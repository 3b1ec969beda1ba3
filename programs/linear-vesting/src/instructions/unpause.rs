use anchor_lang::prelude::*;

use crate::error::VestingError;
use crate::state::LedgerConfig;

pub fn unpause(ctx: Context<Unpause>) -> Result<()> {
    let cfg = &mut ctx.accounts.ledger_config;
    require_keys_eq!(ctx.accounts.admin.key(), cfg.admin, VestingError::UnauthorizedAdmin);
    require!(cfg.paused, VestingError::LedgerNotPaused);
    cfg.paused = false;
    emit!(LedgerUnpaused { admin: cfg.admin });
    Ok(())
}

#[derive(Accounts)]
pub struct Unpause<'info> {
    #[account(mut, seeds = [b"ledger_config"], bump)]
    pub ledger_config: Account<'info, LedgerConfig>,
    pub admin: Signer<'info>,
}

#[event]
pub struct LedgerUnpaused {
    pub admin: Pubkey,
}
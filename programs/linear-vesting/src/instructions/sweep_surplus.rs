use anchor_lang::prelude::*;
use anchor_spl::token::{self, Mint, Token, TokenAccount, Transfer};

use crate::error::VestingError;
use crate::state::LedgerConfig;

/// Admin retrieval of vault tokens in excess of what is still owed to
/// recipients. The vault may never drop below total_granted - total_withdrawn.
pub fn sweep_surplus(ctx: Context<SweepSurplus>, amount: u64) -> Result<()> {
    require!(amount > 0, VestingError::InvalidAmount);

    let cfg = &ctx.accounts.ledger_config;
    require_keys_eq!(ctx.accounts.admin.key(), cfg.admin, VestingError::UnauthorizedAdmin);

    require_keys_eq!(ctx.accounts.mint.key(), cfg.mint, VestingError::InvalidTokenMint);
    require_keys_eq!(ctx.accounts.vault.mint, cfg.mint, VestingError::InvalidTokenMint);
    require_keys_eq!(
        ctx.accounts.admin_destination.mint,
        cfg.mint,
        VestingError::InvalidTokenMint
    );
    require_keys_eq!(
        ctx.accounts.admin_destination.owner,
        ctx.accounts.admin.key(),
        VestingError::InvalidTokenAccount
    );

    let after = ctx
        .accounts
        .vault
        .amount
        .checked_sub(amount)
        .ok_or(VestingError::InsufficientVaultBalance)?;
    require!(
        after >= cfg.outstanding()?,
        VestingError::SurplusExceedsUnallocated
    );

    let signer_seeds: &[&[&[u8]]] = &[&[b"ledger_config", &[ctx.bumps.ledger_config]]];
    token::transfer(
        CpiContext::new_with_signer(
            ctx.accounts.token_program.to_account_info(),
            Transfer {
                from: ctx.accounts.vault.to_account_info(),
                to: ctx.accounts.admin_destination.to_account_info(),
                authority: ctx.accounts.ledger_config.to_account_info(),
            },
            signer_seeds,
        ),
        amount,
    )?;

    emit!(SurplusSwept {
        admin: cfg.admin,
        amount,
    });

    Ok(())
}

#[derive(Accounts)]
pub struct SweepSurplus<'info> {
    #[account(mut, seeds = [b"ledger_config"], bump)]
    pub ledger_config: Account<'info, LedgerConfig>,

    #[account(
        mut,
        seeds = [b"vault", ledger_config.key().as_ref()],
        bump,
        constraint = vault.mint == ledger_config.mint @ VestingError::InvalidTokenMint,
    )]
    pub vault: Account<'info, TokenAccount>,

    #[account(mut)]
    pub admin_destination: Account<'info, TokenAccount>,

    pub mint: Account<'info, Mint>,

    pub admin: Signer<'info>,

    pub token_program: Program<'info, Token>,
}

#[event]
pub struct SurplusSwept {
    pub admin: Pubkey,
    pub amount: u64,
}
-*-
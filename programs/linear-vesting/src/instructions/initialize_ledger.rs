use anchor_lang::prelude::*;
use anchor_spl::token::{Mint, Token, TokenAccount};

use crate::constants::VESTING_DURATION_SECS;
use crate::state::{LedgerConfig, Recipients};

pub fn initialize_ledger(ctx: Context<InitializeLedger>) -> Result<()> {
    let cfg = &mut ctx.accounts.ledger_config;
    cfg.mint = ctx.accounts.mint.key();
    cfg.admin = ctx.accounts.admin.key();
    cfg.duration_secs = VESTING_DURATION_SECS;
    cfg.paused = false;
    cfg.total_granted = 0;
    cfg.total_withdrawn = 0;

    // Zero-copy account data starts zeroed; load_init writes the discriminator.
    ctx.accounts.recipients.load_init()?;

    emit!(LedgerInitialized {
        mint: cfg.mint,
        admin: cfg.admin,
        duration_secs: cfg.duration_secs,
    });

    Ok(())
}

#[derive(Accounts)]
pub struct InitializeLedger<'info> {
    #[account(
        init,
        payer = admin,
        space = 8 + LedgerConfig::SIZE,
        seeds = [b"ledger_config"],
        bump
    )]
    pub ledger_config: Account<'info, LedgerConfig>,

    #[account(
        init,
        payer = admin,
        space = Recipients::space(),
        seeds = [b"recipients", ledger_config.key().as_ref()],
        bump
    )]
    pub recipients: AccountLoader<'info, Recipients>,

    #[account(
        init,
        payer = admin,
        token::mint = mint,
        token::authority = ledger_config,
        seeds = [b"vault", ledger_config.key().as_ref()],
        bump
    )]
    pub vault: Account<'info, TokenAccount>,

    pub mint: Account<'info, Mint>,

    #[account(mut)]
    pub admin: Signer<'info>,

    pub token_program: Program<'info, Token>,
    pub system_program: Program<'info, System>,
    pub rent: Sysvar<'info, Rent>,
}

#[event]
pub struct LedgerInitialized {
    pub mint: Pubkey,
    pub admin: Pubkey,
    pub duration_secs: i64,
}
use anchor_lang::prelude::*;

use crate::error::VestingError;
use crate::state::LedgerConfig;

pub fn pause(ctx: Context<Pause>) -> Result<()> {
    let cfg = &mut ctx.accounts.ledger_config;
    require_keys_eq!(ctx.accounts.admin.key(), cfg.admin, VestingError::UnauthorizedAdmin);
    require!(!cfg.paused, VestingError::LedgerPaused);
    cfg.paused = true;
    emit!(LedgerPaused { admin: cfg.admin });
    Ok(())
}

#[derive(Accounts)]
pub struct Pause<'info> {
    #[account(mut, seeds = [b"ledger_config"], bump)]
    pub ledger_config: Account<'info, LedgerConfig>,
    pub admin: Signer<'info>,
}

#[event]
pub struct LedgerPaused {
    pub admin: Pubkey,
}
-*-
Lines holding the word "after" in the entries above are the ones to pull out. Copy them all.

    let after = ctx
        after >= cfg.outstanding()?,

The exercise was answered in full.